Pressure to oust Westin heated up when it was disclosed that trustees renewed his contract, even after learning of his spending practices.

Board Vice President Art Hernandez, who now says he will call for Westin’s resignation, was on a subcommittee that recommended the chancellor receive a pay raise and an automobile stipend as part of his new contract. Hernandez and other board members said they did not authorize Westin’s newspaper advertisement.

Hernandez, Tallman and board President Norman Nagel are up for reelection this year. Trustee Allan Jacobs, whose term expires in 2004, is the subject of a recall effort by the conservative Ventura County Republican Assembly, which has ties to state Sen. Tom McClintock (R-Thousand Oaks).

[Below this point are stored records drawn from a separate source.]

//! Build manifest types (sob.toml format).

use crate::resolver::BuildOptions;
use crate::session::BuildSession;
use crate::target::TargetDeclaration;
use crate::toolchain::{Toolchain, ToolchainChoice, ToolchainDescriptor, ToolchainKind};
use crate::{BuildError, Result};
use serde::{Deserialize, Serialize};
use std::path::{Path, PathBuf};

/// Root build manifest.
#[derive(Debug, Clone, Serialize, Deserialize)]
pub struct BuildManifest {
    /// Project metadata.
    pub project: ProjectConfig,

    /// Output locations.
    #[serde(default)]
    pub build: BuildDirs,

    /// Toolchain selection and extra flags.
    #[serde(default)]
    pub toolchain: ToolchainConfig,

    /// Build targets.
    #[serde(rename = "target", default)]
    pub targets: Vec<TargetConfig>,
}

/// Project metadata.
#[derive(Debug, Clone, Serialize, Deserialize)]
pub struct ProjectConfig {
    /// Project name.
    pub name: String,

    /// Project version (optional).
    #[serde(default)]
    pub version: Option<String>,

    /// Project root directory (default: manifest directory).
    #[serde(default)]
    pub root: Option<PathBuf>,
}

/// Where objects and artifacts go, relative to the project root.
#[derive(Debug, Clone, Serialize, Deserialize)]
pub struct BuildDirs {
    /// Object files (default: `build`).
    #[serde(default = "default_build_dir")]
    pub build_dir: PathBuf,

    /// Final artifacts (default: the project root).
    #[serde(default)]
    pub artifact_dir: PathBuf,
}

fn default_build_dir() -> PathBuf {
    PathBuf::from("build")
}

impl Default for BuildDirs {
    fn default() -> Self {
        Self {
            build_dir: default_build_dir(),
            artifact_dir: PathBuf::new(),
        }
    }
}

/// Toolchain selection and per-family flags.
#[derive(Debug, Clone, Default, Serialize, Deserialize)]
pub struct ToolchainConfig {
    /// Which family to use (default: auto).
    #[serde(default)]
    pub kind: ToolchainChoice,

    #[serde(default)]
    pub gnu: FlagSet,

    #[serde(default)]
    pub clang: FlagSet,

    #[serde(default)]
    pub msvc: FlagSet,
}

/// Flags appended after a family's mandatory flags.
#[derive(Debug, Clone, Default, Serialize, Deserialize)]
pub struct FlagSet {
    /// Compile commands only.
    #[serde(default)]
    pub compile_flags: Vec<String>,

    /// Link commands only.
    #[serde(default)]
    pub link_flags: Vec<String>,
}

/// Target configuration.
#[derive(Debug, Clone, Serialize, Deserialize)]
pub struct TargetConfig {
    /// Artifact name.
    pub name: String,

    /// Source files, in link order.
    #[serde(default)]
    pub sources: Vec<String>,
}

impl BuildManifest {
    /// Load a manifest from a TOML file. The project root defaults to the
    /// file's directory.
    pub fn from_file(path: &Path) -> Result<Self> {
        let content = std::fs::read_to_string(path).map_err(|source| BuildError::ReadManifest {
            path: path.to_path_buf(),
            source,
        })?;
        let mut manifest = Self::parse(&content)?;

        let dir = path.parent().unwrap_or(Path::new("")).to_path_buf();
        manifest.project.root = Some(match manifest.project.root.take() {
            Some(root) if root.is_absolute() => root,
            Some(root) => dir.join(root),
            None => dir,
        });
        Ok(manifest)
    }

    /// Parse a manifest from a TOML string.
    pub fn parse(content: &str) -> Result<Self> {
        Ok(toml::from_str(content)?)
    }

    /// Project root, as configured.
    pub fn root(&self) -> &Path {
        self.project.root.as_deref().unwrap_or(Path::new(""))
    }

    /// Find a target by name.
    pub fn find_target(&self, name: &str) -> Option<&TargetConfig> {
        self.targets.iter().find(|t| t.name == name)
    }

    /// Extra flags configured for a family.
    pub fn flags_for(&self, kind: ToolchainKind) -> &FlagSet {
        match kind {
            ToolchainKind::Gnu => &self.toolchain.gnu,
            ToolchainKind::Clang => &self.toolchain.clang,
            ToolchainKind::Msvc => &self.toolchain.msvc,
        }
    }

    /// Descriptor for `T` with this manifest's directories and flags.
    pub fn descriptor<T: Toolchain>(&self) -> ToolchainDescriptor<T> {
        let flags = self.flags_for(T::KIND);
        ToolchainDescriptor::new()
            .with_build_dir(self.build.build_dir.clone())
            .with_artifact_dir(self.build.artifact_dir.clone())
            .with_compile_flags(flags.compile_flags.iter().cloned())
            .with_link_flags(flags.link_flags.iter().cloned())
    }

    /// A session holding every target in the manifest.
    ///
    /// Invalid or duplicate declarations are recorded as rejected rather
    /// than failing the whole manifest.
    pub fn session<T: Toolchain>(&self, options: BuildOptions) -> BuildSession<T> {
        let mut session = BuildSession::new(self.descriptor::<T>())
            .with_project_root(self.root().to_path_buf())
            .with_options(options);

        for target in &self.targets {
            match TargetDeclaration::new(target.name.clone(), target.sources.iter().cloned()) {
                // Rejections are recorded by the session itself.
                Ok(declaration) => {
                    let _ = session.declare(declaration);
                }
                Err(err) => session.reject(target.name.clone(), err),
            }
        }
        session
    }
}

impl TargetConfig {
    /// Create a new target.
    pub fn new(name: &str) -> Self {
        Self {
            name: name.to_string(),
            sources: Vec::new(),
        }
    }

    /// Add source files.
    pub fn with_sources(mut self, sources: &[&str]) -> Self {
        self.sources = sources.iter().map(|s| s.to_string()).collect();
        self
    }
}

Assembly leaders say they do not know enough about trustee Bob Gonzales, the Santa Paula police chief, to start a recall against him, but critics say a chief aide to McClintock served as Gonzales’ campaign manager. Gonzales has declined to discuss Westin’s future before Tuesday’s board meeting.

Nagel and Jacobs remain firmly committed in their support of the chancellor.

“When you look at everything that’s been done in the district under his leadership, it’s been extremely positive,” Nagel said. “Are you going to take this blemish and destroy everything else? That’s not something I want to do.”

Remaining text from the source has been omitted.